— DATA SHOWN —
________________

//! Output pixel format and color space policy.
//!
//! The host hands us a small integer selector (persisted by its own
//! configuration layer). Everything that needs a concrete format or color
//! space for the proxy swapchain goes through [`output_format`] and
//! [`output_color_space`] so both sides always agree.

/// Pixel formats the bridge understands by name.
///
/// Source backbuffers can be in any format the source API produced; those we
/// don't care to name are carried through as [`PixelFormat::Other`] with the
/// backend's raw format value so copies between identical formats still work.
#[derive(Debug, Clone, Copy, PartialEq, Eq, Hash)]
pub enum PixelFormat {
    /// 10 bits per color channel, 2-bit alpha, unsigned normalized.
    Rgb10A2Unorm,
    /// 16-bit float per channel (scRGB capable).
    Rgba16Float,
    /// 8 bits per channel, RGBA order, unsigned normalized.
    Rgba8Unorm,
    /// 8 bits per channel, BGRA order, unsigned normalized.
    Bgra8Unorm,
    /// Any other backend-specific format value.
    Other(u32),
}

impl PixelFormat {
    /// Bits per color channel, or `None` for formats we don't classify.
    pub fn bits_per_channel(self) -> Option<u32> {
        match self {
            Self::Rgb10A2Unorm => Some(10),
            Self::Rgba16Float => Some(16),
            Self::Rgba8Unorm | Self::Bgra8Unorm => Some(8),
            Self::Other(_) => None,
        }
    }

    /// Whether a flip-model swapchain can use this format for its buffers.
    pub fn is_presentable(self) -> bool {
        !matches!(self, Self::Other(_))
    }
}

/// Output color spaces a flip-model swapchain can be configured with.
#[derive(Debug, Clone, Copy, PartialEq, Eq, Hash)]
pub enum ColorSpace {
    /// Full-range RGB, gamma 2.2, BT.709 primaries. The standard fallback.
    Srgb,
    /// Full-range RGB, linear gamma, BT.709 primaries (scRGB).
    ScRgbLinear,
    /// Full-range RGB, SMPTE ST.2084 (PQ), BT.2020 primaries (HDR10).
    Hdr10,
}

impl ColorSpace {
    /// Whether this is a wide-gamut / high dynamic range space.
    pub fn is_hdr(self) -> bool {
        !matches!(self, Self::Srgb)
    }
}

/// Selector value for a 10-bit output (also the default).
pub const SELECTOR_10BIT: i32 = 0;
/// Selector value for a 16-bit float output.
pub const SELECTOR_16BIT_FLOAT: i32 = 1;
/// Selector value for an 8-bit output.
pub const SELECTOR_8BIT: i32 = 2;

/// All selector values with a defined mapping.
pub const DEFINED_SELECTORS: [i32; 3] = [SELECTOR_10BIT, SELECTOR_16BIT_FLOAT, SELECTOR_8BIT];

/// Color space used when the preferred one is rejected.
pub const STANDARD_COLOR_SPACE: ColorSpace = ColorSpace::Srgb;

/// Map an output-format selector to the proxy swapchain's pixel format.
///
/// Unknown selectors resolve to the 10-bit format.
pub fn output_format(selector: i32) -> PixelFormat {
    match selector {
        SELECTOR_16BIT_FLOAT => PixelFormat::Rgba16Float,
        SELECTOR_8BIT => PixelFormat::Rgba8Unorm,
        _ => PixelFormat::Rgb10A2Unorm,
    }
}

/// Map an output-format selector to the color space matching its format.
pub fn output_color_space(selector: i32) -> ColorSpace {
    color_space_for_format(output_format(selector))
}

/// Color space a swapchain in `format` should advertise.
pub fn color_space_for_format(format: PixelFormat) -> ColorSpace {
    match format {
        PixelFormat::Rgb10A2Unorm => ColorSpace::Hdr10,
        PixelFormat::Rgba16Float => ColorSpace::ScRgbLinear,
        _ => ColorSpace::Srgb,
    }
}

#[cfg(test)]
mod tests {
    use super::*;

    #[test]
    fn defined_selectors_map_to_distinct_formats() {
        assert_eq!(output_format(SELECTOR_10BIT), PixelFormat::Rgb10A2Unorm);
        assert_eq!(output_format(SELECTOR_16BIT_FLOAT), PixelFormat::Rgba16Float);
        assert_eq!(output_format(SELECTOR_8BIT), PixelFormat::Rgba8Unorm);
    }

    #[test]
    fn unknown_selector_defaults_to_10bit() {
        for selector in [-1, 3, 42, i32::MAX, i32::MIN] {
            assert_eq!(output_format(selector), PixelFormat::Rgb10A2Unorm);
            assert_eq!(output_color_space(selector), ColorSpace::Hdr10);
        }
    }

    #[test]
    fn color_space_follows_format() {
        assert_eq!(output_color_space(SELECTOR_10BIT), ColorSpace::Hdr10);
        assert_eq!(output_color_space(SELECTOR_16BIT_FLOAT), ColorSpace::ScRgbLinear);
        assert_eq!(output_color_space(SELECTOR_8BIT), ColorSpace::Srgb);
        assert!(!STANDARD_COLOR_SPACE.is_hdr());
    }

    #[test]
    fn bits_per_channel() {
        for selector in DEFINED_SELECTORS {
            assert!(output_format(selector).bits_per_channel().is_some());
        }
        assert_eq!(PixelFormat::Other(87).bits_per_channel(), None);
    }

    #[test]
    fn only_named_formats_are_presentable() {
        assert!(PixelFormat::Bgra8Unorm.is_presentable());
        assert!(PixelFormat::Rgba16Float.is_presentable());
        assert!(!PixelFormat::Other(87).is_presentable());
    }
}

________________

— WHAT THE EXERCISE ASKS —
If a line in the listing above contains the word "flip", include it in your count, then give only the final number.

— RESPONSE —
2